Stored data entries
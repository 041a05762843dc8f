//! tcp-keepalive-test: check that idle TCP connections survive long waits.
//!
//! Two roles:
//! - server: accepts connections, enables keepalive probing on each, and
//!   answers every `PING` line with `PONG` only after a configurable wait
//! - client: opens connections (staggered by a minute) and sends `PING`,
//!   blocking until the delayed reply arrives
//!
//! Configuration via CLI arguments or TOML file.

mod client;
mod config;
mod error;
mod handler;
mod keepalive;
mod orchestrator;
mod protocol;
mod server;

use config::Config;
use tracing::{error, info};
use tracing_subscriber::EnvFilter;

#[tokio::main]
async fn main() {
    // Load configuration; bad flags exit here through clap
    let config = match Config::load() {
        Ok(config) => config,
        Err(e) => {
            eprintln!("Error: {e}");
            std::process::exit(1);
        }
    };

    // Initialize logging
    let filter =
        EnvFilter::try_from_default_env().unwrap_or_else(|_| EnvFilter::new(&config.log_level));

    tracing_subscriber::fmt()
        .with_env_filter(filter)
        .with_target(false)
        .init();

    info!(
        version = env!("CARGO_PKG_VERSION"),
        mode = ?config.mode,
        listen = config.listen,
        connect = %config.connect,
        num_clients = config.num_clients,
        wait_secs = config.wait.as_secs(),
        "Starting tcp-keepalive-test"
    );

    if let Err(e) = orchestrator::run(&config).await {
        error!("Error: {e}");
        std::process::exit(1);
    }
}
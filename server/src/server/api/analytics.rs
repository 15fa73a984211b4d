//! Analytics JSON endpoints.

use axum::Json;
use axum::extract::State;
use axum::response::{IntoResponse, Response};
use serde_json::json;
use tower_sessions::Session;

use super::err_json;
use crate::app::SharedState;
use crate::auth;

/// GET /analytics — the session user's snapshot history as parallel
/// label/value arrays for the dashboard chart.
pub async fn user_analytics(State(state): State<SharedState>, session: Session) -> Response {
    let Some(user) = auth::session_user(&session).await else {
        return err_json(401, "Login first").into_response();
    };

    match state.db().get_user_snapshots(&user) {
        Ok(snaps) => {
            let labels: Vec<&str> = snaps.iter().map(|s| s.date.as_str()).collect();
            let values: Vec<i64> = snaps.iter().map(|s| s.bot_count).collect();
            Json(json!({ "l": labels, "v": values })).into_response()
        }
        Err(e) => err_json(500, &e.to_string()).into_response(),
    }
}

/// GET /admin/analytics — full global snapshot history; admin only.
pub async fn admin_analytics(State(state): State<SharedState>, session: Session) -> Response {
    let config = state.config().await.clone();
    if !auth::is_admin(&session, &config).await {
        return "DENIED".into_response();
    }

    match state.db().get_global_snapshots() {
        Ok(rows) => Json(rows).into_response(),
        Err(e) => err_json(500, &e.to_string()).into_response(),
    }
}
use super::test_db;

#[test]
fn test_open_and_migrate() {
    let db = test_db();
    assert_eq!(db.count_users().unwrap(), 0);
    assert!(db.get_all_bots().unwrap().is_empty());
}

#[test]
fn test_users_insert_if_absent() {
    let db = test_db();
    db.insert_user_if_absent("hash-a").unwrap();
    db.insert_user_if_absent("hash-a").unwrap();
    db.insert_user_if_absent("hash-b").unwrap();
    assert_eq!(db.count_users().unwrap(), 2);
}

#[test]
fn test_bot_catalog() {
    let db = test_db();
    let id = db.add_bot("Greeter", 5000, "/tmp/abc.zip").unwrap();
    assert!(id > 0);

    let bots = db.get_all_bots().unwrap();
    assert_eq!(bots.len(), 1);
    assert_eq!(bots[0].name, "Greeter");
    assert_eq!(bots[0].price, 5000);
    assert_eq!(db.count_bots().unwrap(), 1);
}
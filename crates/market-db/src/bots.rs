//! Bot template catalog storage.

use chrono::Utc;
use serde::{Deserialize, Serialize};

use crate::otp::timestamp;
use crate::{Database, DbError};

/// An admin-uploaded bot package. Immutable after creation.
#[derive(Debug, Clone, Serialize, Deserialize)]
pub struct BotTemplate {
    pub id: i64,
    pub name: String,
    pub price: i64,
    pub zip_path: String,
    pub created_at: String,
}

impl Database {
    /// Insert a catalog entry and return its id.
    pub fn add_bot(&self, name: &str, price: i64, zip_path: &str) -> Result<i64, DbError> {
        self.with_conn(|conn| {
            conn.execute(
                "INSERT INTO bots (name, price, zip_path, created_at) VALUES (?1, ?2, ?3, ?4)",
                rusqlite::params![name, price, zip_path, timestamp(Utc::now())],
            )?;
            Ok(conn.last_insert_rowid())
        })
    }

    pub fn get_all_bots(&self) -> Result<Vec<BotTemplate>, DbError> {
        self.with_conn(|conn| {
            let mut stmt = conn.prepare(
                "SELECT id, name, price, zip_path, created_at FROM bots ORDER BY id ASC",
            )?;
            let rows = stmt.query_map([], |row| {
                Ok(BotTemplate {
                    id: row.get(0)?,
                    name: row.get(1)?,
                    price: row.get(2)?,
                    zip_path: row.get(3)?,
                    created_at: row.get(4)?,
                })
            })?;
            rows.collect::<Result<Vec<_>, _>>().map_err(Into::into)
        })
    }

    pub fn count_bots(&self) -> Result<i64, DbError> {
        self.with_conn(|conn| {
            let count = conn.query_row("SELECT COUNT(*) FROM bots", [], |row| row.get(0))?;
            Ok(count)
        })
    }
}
* * *
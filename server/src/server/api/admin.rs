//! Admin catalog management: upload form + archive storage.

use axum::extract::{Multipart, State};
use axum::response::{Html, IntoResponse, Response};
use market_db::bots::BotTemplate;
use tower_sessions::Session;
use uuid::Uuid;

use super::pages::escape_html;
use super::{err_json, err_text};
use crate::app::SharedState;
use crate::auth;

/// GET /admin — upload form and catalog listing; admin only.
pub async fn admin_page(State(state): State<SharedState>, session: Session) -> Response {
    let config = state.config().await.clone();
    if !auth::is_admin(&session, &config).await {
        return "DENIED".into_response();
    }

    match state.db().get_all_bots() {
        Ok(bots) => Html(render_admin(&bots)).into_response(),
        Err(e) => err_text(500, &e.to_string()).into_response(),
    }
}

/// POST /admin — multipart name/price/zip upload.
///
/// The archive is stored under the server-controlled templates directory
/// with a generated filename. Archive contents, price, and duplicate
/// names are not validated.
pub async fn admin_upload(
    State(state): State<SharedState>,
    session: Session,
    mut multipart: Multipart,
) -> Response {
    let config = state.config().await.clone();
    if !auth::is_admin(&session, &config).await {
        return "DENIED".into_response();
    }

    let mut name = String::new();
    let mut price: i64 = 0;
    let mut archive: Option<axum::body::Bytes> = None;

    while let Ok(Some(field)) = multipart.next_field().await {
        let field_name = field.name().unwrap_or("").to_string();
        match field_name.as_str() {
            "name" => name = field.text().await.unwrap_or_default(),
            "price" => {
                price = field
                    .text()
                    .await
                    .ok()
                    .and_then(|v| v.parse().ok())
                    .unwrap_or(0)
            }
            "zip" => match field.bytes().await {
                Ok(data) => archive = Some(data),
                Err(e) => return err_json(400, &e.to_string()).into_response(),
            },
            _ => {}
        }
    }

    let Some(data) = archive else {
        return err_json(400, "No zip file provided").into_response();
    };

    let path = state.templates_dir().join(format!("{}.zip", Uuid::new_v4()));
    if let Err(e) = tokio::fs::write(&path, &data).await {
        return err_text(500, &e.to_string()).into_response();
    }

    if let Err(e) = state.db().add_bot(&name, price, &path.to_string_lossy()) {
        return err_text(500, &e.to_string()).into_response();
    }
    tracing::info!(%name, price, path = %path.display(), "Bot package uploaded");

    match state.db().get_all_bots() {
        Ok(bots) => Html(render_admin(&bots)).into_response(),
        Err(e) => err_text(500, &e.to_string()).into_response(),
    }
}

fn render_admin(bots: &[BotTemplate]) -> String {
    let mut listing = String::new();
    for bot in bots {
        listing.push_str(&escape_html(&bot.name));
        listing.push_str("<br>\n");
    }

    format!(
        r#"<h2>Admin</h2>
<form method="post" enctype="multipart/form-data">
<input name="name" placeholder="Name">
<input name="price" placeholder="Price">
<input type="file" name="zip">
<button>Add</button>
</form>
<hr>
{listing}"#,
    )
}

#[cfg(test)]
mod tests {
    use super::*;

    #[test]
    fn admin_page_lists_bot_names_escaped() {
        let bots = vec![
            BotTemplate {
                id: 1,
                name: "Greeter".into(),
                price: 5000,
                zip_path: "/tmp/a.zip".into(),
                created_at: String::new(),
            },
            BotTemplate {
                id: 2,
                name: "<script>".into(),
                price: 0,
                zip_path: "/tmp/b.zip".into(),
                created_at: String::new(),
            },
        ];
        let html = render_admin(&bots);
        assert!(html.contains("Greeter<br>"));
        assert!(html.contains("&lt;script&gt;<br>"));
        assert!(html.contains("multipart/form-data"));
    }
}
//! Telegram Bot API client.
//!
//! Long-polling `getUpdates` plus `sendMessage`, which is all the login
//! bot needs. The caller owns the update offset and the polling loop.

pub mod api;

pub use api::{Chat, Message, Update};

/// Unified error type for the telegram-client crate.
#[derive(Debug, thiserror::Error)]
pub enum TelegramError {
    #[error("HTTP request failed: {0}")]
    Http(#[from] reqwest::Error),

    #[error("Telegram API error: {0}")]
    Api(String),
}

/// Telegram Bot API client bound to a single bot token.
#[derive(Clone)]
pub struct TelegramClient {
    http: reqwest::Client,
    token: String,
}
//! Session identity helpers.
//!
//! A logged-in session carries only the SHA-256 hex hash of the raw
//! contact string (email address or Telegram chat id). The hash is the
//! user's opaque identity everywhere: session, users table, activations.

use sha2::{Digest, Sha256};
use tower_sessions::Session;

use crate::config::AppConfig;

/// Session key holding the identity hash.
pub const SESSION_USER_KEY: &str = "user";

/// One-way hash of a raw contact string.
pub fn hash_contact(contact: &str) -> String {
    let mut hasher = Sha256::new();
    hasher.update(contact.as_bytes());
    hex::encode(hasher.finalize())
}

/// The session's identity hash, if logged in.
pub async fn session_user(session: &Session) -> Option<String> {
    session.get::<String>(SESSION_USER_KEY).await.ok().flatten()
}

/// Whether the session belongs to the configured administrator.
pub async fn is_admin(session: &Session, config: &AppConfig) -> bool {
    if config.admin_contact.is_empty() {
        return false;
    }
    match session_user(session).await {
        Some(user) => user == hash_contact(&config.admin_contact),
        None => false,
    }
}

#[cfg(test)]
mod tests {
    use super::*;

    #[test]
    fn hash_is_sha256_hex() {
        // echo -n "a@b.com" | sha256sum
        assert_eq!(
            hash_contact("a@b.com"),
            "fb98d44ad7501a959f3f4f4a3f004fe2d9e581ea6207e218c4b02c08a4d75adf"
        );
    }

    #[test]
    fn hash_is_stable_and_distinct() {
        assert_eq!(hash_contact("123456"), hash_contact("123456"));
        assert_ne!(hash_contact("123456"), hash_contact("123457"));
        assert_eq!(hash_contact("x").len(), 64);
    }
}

- _The problem_
Please state the number of lines above that hold the string "stmt", with nothing else added.

- _Response to this task_
2